Work to be completed — Go through the following data and transcribe exactly the stretch of lines from the one holding "use crate::transport::TransportFactory;" to the one holding "first. An empty", both included.

Provided records —
BEGIN
//! Tool registry
//!
//! Connects to every configured server, merges their tools into one
//! namespace and routes each call to the session owning the tool.

use crate::status::{RegistryState, RegistryStatus};
use crate::stream::StreamHandle;
use crate::transport::TransportFactory;
use hanzo_mcp_core::{
    BackoffPolicy, CallOutput, ConfigSource, JsonObject, McpError, McpResult, McpSession,
    ServerConfig, SessionFactory, Tool, ToolCallResult,
};
use serde_json::Value;
use std::collections::HashMap;
use std::sync::Arc;
use tokio::sync::{watch, Mutex, RwLock};
use tracing::{debug, error, info, warn};

/// What initialization does when one server fails
#[derive(Debug, Clone, Copy, Default, PartialEq, Eq)]
pub enum FailurePolicy {
    /// Stop at the first failing server; earlier servers stay registered
    #[default]
    FailFast,
    /// Skip failing servers and report them in the status
    ContinueOnError,
}

/// Registry of tools across all configured MCP servers
pub struct ToolRegistry {
    source: Arc<dyn ConfigSource>,
    factory: Arc<dyn SessionFactory>,
    policy: FailurePolicy,
    sessions: RwLock<HashMap<String, Arc<dyn McpSession>>>,
    tools: RwLock<HashMap<String, Tool>>,
    tools_by_server: RwLock<HashMap<String, Vec<String>>>,
    state: RwLock<RegistryState>,
    status: watch::Sender<RegistryStatus>,
    lifecycle: Mutex<()>,
}

impl ToolRegistry {
    /// Create a registry with an explicit session factory
    pub fn new(source: Arc<dyn ConfigSource>, factory: Arc<dyn SessionFactory>) -> Self {
        let (status, _) = watch::channel(RegistryStatus::Initializing);
        Self {
            source,
            factory,
            policy: FailurePolicy::default(),
            sessions: RwLock::new(HashMap::new()),
            tools: RwLock::new(HashMap::new()),
            tools_by_server: RwLock::new(HashMap::new()),
            state: RwLock::new(RegistryState::Uninitialized),
            status,
            lifecycle: Mutex::new(()),
        }
    }

    /// Create a registry that connects over the rmcp transports
    pub fn with_transports(source: Arc<dyn ConfigSource>) -> Self {
        Self::new(source, Arc::new(TransportFactory::new()))
    }

    pub fn with_failure_policy(mut self, policy: FailurePolicy) -> Self {
        self.policy = policy;
        self
    }

    /// Read the configuration and connect to every server.
    ///
    /// Sessions from an earlier initialization are closed first. An empty
    /// configuration is not an error: the registry ends up empty with an
    /// error status.
    pub async fn initialize(&self) -> McpResult<()> {
        self.rebuild(RegistryState::Initializing).await
    }

    /// Tear down and rebuild from a fresh read of the configuration
    pub async fn reconnect(&self) -> McpResult<()> {
        info!("Reconnecting MCP servers");
        self.rebuild(RegistryState::Reconnecting).await
    }

    /// Initialize, retrying failed attempts with backoff
    pub async fn initialize_with_retry(&self, backoff: BackoffPolicy) -> McpResult<()> {
        let mut attempt = 0;
        loop {
            match self.initialize().await {
                Ok(()) => return Ok(()),
                Err(McpError::Disposed) => return Err(McpError::Disposed),
                Err(e) => match backoff.delay_for(attempt) {
                    Some(delay) => {
                        warn!(
                            attempt = attempt + 1,
                            delay_ms = delay.as_millis() as u64,
                            error = %e,
                            "Initialization failed, retrying"
                        );
                        tokio::time::sleep(delay).await;
                        attempt += 1;
                    }
                    None => return Err(e),
                },
            }
        }
    }

    async fn rebuild(&self, phase: RegistryState) -> McpResult<()> {
        let _lifecycle = self.lifecycle.lock().await;
        if self.is_disposed().await {
            return Err(McpError::Disposed);
        }

        *self.state.write().await = phase;
        self.status.send_replace(RegistryStatus::Initializing);

        self.close_all_sessions().await;
        self.clear().await;

        let configs = match self.source.server_configs() {
            Ok(configs) => configs,
            Err(e) => {
                error!(error = %e, "Failed to load MCP server configuration");
                self.fail(e.to_string()).await;
                return Err(e);
            }
        };

        if configs.is_empty() {
            warn!("No MCP servers configured");
            self.fail("No servers configured").await;
            return Ok(());
        }

        info!(servers = configs.len(), "Initializing MCP servers");

        let mut failed = Vec::new();
        let mut last_error = None;
        for config in &configs {
            if let Err(e) = self.initialize_server(config).await {
                error!(server = %config.name, error = %e, "Failed to initialize MCP server");
                match self.policy {
                    FailurePolicy::FailFast => {
                        self.fail(e.to_string()).await;
                        return Err(e);
                    }
                    FailurePolicy::ContinueOnError => {
                        failed.push(config.name.clone());
                        last_error = Some(e);
                    }
                }
            }
        }

        let server_count = self.sessions.read().await.len();
        let tool_count = self.tools.read().await.len();

        if server_count == 0 {
            if let Some(e) = last_error {
                self.fail(format!("All {} servers failed to initialize", failed.len()))
                    .await;
                return Err(e);
            }
        }

        *self.state.write().await = RegistryState::Ready;
        self.status.send_replace(RegistryStatus::Ready {
            server_count,
            tool_count,
            failed_servers: failed,
        });
        info!(servers = server_count, tools = tool_count, "MCP tool registry ready");
        Ok(())
    }

    async fn initialize_server(&self, config: &ServerConfig) -> McpResult<()> {
        info!(server = %config.name, transport = %config.kind(), "Initializing MCP server");

        let session = self.factory.create_session(config)?;
        if let Err(e) = session.connect().await {
            if let Err(close_err) = session.close().await {
                debug!(server = %config.name, error = %close_err, "Cleanup after failed connect");
            }
            return Err(e);
        }

        let previous = self
            .sessions
            .write()
            .await
            .insert(config.name.clone(), session.clone());
        if let Some(previous) = previous {
            warn!(server = %config.name, "Duplicate server name, replacing earlier session");
            self.forget_server_tools(&config.name).await;
            close_quietly(previous).await;
        }

        if let Err(e) = self.discover_tools(&config.name, session.as_ref()).await {
            self.sessions.write().await.remove(&config.name);
            close_quietly(session).await;
            return Err(e);
        }

        Ok(())
    }

    /// List a session's tools and register them under `server_name`.
    ///
    /// A tool name already owned by another server is taken over by this
    /// one. Returns how many tools the server contributed.
    pub async fn discover_tools(&self, server_name: &str, session: &dyn McpSession) -> McpResult<usize> {
        let descriptors = session.list_tools().await?;

        let mut tools = self.tools.write().await;
        let mut tools_by_server = self.tools_by_server.write().await;
        let mut names: Vec<String> = Vec::with_capacity(descriptors.len());

        for descriptor in descriptors {
            let tool = Tool::from_descriptor(descriptor, server_name);

            if let Some(existing) = tools.get(&tool.name) {
                if existing.owner_server != server_name {
                    warn!(
                        tool = %tool.name,
                        previous = %existing.owner_server,
                        server = %server_name,
                        "Tool name collision, last server wins"
                    );
                    if let Some(owned) = tools_by_server.get_mut(&existing.owner_server) {
                        owned.retain(|name| name != &tool.name);
                    }
                }
            }

            if !names.contains(&tool.name) {
                names.push(tool.name.clone());
            }
            tools.insert(tool.name.clone(), tool);
        }

        let count = names.len();
        tools_by_server.insert(server_name.to_string(), names);
        info!(server = %server_name, tools = count, "Discovered tools");
        Ok(count)
    }

    /// Every registered tool, sorted by name
    pub async fn get_available_tools(&self) -> Vec<Tool> {
        let mut tools: Vec<Tool> = self.tools.read().await.values().cloned().collect();
        tools.sort_by(|a, b| a.name.cmp(&b.name));
        tools
    }

    pub async fn get_tool(&self, name: &str) -> Option<Tool> {
        self.tools.read().await.get(name).cloned()
    }

    pub async fn has_tools(&self) -> bool {
        !self.tools.read().await.is_empty()
    }

    pub async fn tool_count(&self) -> usize {
        self.tools.read().await.len()
    }

    pub async fn server_count(&self) -> usize {
        self.sessions.read().await.len()
    }

    /// Names of servers with a live session, sorted
    pub async fn server_names(&self) -> Vec<String> {
        let mut names: Vec<String> = self.sessions.read().await.keys().cloned().collect();
        names.sort();
        names
    }

    /// Tools a server contributed, in listing order
    pub async fn tools_for_server(&self, server_name: &str) -> Vec<Tool> {
        let tools = self.tools.read().await;
        let tools_by_server = self.tools_by_server.read().await;

        tools_by_server
            .get(server_name)
            .map(|names| names.iter().filter_map(|n| tools.get(n).cloned()).collect())
            .unwrap_or_default()
    }

    /// Call a tool by name.
    ///
    /// Never fails: every error comes back as an unsuccessful
    /// [`ToolCallResult`] carrying the message and its kind.
    pub async fn call_tool(&self, name: &str, arguments: Value) -> ToolCallResult {
        match self.dispatch(name, arguments).await {
            Ok(output) => ToolCallResult::success(output.into_value()),
            Err(e) => {
                warn!(tool = %name, kind = %e.kind(), error = %e, "Tool call failed");
                ToolCallResult::failure(&e)
            }
        }
    }

    async fn dispatch(&self, name: &str, arguments: Value) -> McpResult<CallOutput> {
        let session = self.route(name).await?;
        let arguments = arguments_object(name, arguments)?;
        debug!(tool = %name, server = %session.server_name(), "Dispatching tool call");
        session.call_tool(name, arguments).await
    }

    /// Call a tool and forward each streamed chunk to `on_chunk`.
    ///
    /// Chunks holding content parts are split so the callback sees one value
    /// per part, text parts as plain strings.
    pub async fn call_tool_stream<F>(&self, name: &str, arguments: Value, on_chunk: F) -> McpResult<StreamHandle>
    where
        F: FnMut(Value) + Send + 'static,
    {
        let session = self.route(name).await?;
        let arguments = arguments_object(name, arguments)?;
        debug!(tool = %name, server = %session.server_name(), "Dispatching streaming tool call");

        let stream = session.call_tool_stream(name, arguments).await?;
        Ok(StreamHandle::spawn(name, stream, on_chunk))
    }

    async fn route(&self, name: &str) -> McpResult<Arc<dyn McpSession>> {
        if self.is_disposed().await {
            return Err(McpError::Disposed);
        }

        let owner = self
            .tools
            .read()
            .await
            .get(name)
            .map(|tool| tool.owner_server.clone())
            .ok_or_else(|| McpError::ToolNotFound(name.to_string()))?;

        self.sessions
            .read()
            .await
            .get(&owner)
            .cloned()
            .ok_or(McpError::ServerUnavailable(owner))
    }

    /// Close every session and clear the registry. Safe to call twice.
    ///
    /// Close failures are logged; every session still gets its close call.
    pub async fn dispose(&self) {
        let _lifecycle = self.lifecycle.lock().await;
        if self.is_disposed().await {
            return;
        }

        info!("Disposing MCP tool registry");
        self.close_all_sessions().await;
        self.clear().await;

        *self.state.write().await = RegistryState::Disposed;
        self.status.send_replace(RegistryStatus::Error {
            message: McpError::Disposed.to_string(),
        });
    }

    pub async fn state(&self) -> RegistryState {
        self.state.read().await.clone()
    }

    pub fn status(&self) -> RegistryStatus {
        self.status.borrow().clone()
    }

    pub fn status_text(&self) -> String {
        self.status.borrow().text()
    }

    /// Receive every status change from now on
    pub fn subscribe_status(&self) -> watch::Receiver<RegistryStatus> {
        self.status.subscribe()
    }

    async fn is_disposed(&self) -> bool {
        *self.state.read().await == RegistryState::Disposed
    }

    async fn fail(&self, message: impl Into<String>) {
        let message = message.into();
        *self.state.write().await = RegistryState::Error(message.clone());
        self.status.send_replace(RegistryStatus::Error { message });
    }

    async fn close_all_sessions(&self) {
        let sessions: Vec<_> = self.sessions.write().await.drain().collect();
        for (name, session) in sessions {
            if let Err(e) = session.close().await {
                warn!(server = %name, error = %e, "Failed to close MCP session");
            }
        }
    }

    async fn forget_server_tools(&self, server_name: &str) {
        let mut tools = self.tools.write().await;
        let mut tools_by_server = self.tools_by_server.write().await;
        if let Some(names) = tools_by_server.remove(server_name) {
            for name in names {
                tools.remove(&name);
            }
        }
    }

    async fn clear(&self) {
        self.sessions.write().await.clear();
        self.tools.write().await.clear();
        self.tools_by_server.write().await.clear();
    }
}

async fn close_quietly(session: Arc<dyn McpSession>) {
    if let Err(e) = session.close().await {
        warn!(server = %session.server_name(), error = %e, "Failed to close MCP session");
    }
}

/// Objects pass through, `null` means no arguments, anything else is rejected
fn arguments_object(tool: &str, arguments: Value) -> McpResult<JsonObject> {
    match arguments {
        Value::Object(map) => Ok(map),
        Value::Null => Ok(JsonObject::new()),
        other => Err(McpError::InvalidArguments {
            tool: tool.to_string(),
            message: format!("expected a JSON object, got {}", json_type(&other)),
        }),
    }
}

fn json_type(value: &Value) -> &'static str {
    match value {
        Value::Null => "null",
        Value::Bool(_) => "a boolean",
        Value::Number(_) => "a number",
        Value::String(_) => "a string",
        Value::Array(_) => "an array",
        Value::Object(_) => "an object",
    }
}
END
Solution —
use crate::transport::TransportFactory;
use hanzo_mcp_core::{
    BackoffPolicy, CallOutput, ConfigSource, JsonObject, McpError, McpResult, McpSession,
    ServerConfig, SessionFactory, Tool, ToolCallResult,
};
use serde_json::Value;
use std::collections::HashMap;
use std::sync::Arc;
use tokio::sync::{watch, Mutex, RwLock};
use tracing::{debug, error, info, warn};

/// What initialization does when one server fails
#[derive(Debug, Clone, Copy, Default, PartialEq, Eq)]
pub enum FailurePolicy {
    /// Stop at the first failing server; earlier servers stay registered
    #[default]
    FailFast,
    /// Skip failing servers and report them in the status
    ContinueOnError,
}

/// Registry of tools across all configured MCP servers
pub struct ToolRegistry {
    source: Arc<dyn ConfigSource>,
    factory: Arc<dyn SessionFactory>,
    policy: FailurePolicy,
    sessions: RwLock<HashMap<String, Arc<dyn McpSession>>>,
    tools: RwLock<HashMap<String, Tool>>,
    tools_by_server: RwLock<HashMap<String, Vec<String>>>,
    state: RwLock<RegistryState>,
    status: watch::Sender<RegistryStatus>,
    lifecycle: Mutex<()>,
}

impl ToolRegistry {
    /// Create a registry with an explicit session factory
    pub fn new(source: Arc<dyn ConfigSource>, factory: Arc<dyn SessionFactory>) -> Self {
        let (status, _) = watch::channel(RegistryStatus::Initializing);
        Self {
            source,
            factory,
            policy: FailurePolicy::default(),
            sessions: RwLock::new(HashMap::new()),
            tools: RwLock::new(HashMap::new()),
            tools_by_server: RwLock::new(HashMap::new()),
            state: RwLock::new(RegistryState::Uninitialized),
            status,
            lifecycle: Mutex::new(()),
        }
    }

    /// Create a registry that connects over the rmcp transports
    pub fn with_transports(source: Arc<dyn ConfigSource>) -> Self {
        Self::new(source, Arc::new(TransportFactory::new()))
    }

    pub fn with_failure_policy(mut self, policy: FailurePolicy) -> Self {
        self.policy = policy;
        self
    }

    /// Read the configuration and connect to every server.
    ///
    /// Sessions from an earlier initialization are closed first. An empty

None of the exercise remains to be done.